╔══

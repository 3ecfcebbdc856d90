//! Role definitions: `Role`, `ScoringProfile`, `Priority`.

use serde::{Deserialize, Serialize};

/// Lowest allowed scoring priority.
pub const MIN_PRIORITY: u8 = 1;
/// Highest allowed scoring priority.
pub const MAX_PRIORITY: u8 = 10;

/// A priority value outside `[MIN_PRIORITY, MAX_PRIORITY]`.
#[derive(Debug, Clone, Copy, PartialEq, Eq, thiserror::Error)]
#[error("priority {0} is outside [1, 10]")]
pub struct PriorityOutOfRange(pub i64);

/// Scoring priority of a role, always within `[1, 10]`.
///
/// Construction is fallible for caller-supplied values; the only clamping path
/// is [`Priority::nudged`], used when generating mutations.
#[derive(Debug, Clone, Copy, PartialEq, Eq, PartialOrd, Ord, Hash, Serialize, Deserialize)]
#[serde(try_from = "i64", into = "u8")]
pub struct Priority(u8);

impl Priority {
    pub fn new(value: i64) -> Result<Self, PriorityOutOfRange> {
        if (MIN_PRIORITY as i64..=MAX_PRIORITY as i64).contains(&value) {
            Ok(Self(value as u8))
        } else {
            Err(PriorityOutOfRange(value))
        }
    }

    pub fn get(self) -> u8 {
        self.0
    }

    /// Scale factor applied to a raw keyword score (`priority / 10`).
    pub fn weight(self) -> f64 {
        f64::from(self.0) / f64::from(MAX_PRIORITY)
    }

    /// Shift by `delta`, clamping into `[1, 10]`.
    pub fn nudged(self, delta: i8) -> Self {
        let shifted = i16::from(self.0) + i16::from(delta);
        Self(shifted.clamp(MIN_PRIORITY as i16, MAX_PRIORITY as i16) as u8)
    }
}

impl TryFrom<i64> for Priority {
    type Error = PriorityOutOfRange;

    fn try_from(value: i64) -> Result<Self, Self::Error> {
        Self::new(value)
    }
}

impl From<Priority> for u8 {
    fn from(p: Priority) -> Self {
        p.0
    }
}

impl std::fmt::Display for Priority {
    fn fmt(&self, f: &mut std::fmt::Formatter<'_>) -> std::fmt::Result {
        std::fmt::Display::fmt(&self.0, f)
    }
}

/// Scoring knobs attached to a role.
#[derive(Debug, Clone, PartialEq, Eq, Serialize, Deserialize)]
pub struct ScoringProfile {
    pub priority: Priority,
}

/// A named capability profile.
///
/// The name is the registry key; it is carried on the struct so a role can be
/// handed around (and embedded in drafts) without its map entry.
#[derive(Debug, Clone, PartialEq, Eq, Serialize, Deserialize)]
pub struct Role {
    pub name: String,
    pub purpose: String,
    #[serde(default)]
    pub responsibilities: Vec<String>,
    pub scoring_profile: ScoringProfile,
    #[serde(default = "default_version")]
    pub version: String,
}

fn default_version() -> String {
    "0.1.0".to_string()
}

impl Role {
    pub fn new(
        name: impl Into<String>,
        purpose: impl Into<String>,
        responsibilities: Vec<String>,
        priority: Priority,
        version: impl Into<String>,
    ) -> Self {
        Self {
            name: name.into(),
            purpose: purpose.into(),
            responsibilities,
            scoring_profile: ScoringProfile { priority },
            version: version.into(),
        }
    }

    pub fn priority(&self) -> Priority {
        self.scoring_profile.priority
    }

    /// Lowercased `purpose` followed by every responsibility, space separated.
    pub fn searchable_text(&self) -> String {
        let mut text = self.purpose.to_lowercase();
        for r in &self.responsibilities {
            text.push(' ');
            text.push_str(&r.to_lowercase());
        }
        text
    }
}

╚══

#### [WHAT YOU ARE ASKED TO DO]
Line for line, set down the listing above again.

#### [ANSWER TO THIS EXERCISE]
repository 3ecfcebbdc856d90
//! Role definitions: `Role`, `ScoringProfile`, `Priority`.

use serde::{Deserialize, Serialize};

/// Lowest allowed scoring priority.
pub const MIN_PRIORITY: u8 = 1;
/// Highest allowed scoring priority.
pub const MAX_PRIORITY: u8 = 10;

/// A priority value outside `[MIN_PRIORITY, MAX_PRIORITY]`.
#[derive(Debug, Clone, Copy, PartialEq, Eq, thiserror::Error)]
#[error("priority {0} is outside [1, 10]")]
pub struct PriorityOutOfRange(pub i64);

/// Scoring priority of a role, always within `[1, 10]`.
///
/// Construction is fallible for caller-supplied values; the only clamping path
/// is [`Priority::nudged`], used when generating mutations.
#[derive(Debug, Clone, Copy, PartialEq, Eq, PartialOrd, Ord, Hash, Serialize, Deserialize)]
#[serde(try_from = "i64", into = "u8")]
pub struct Priority(u8);

impl Priority {
    pub fn new(value: i64) -> Result<Self, PriorityOutOfRange> {
        if (MIN_PRIORITY as i64..=MAX_PRIORITY as i64).contains(&value) {
            Ok(Self(value as u8))
        } else {
            Err(PriorityOutOfRange(value))
        }
    }

    pub fn get(self) -> u8 {
        self.0
    }

    /// Scale factor applied to a raw keyword score (`priority / 10`).
    pub fn weight(self) -> f64 {
        f64::from(self.0) / f64::from(MAX_PRIORITY)
    }

    /// Shift by `delta`, clamping into `[1, 10]`.
    pub fn nudged(self, delta: i8) -> Self {
        let shifted = i16::from(self.0) + i16::from(delta);
        Self(shifted.clamp(MIN_PRIORITY as i16, MAX_PRIORITY as i16) as u8)
    }
}

impl TryFrom<i64> for Priority {
    type Error = PriorityOutOfRange;

    fn try_from(value: i64) -> Result<Self, Self::Error> {
        Self::new(value)
    }
}

impl From<Priority> for u8 {
    fn from(p: Priority) -> Self {
        p.0
    }
}

impl std::fmt::Display for Priority {
    fn fmt(&self, f: &mut std::fmt::Formatter<'_>) -> std::fmt::Result {
        std::fmt::Display::fmt(&self.0, f)
    }
}

/// Scoring knobs attached to a role.
#[derive(Debug, Clone, PartialEq, Eq, Serialize, Deserialize)]
pub struct ScoringProfile {
    pub priority: Priority,
}

/// A named capability profile.
///
/// The name is the registry key; it is carried on the struct so a role can be
/// handed around (and embedded in drafts) without its map entry.
#[derive(Debug, Clone, PartialEq, Eq, Serialize, Deserialize)]
pub struct Role {
    pub name: String,
    pub purpose: String,
    #[serde(default)]
    pub responsibilities: Vec<String>,
    pub scoring_profile: ScoringProfile,
    #[serde(default = "default_version")]
    pub version: String,
}

fn default_version() -> String {
    "0.1.0".to_string()
}

impl Role {
    pub fn new(
        name: impl Into<String>,
        purpose: impl Into<String>,
        responsibilities: Vec<String>,
        priority: Priority,
        version: impl Into<String>,
    ) -> Self {
        Self {
            name: name.into(),
            purpose: purpose.into(),
            responsibilities,
            scoring_profile: ScoringProfile { priority },
            version: version.into(),
        }
    }

    pub fn priority(&self) -> Priority {
        self.scoring_profile.priority
    }

    /// Lowercased `purpose` followed by every responsibility, space separated.
    pub fn searchable_text(&self) -> String {
        let mut text = self.purpose.to_lowercase();
        for r in &self.responsibilities {
            text.push(' ');
            text.push_str(&r.to_lowercase());
        }
        text
    }
}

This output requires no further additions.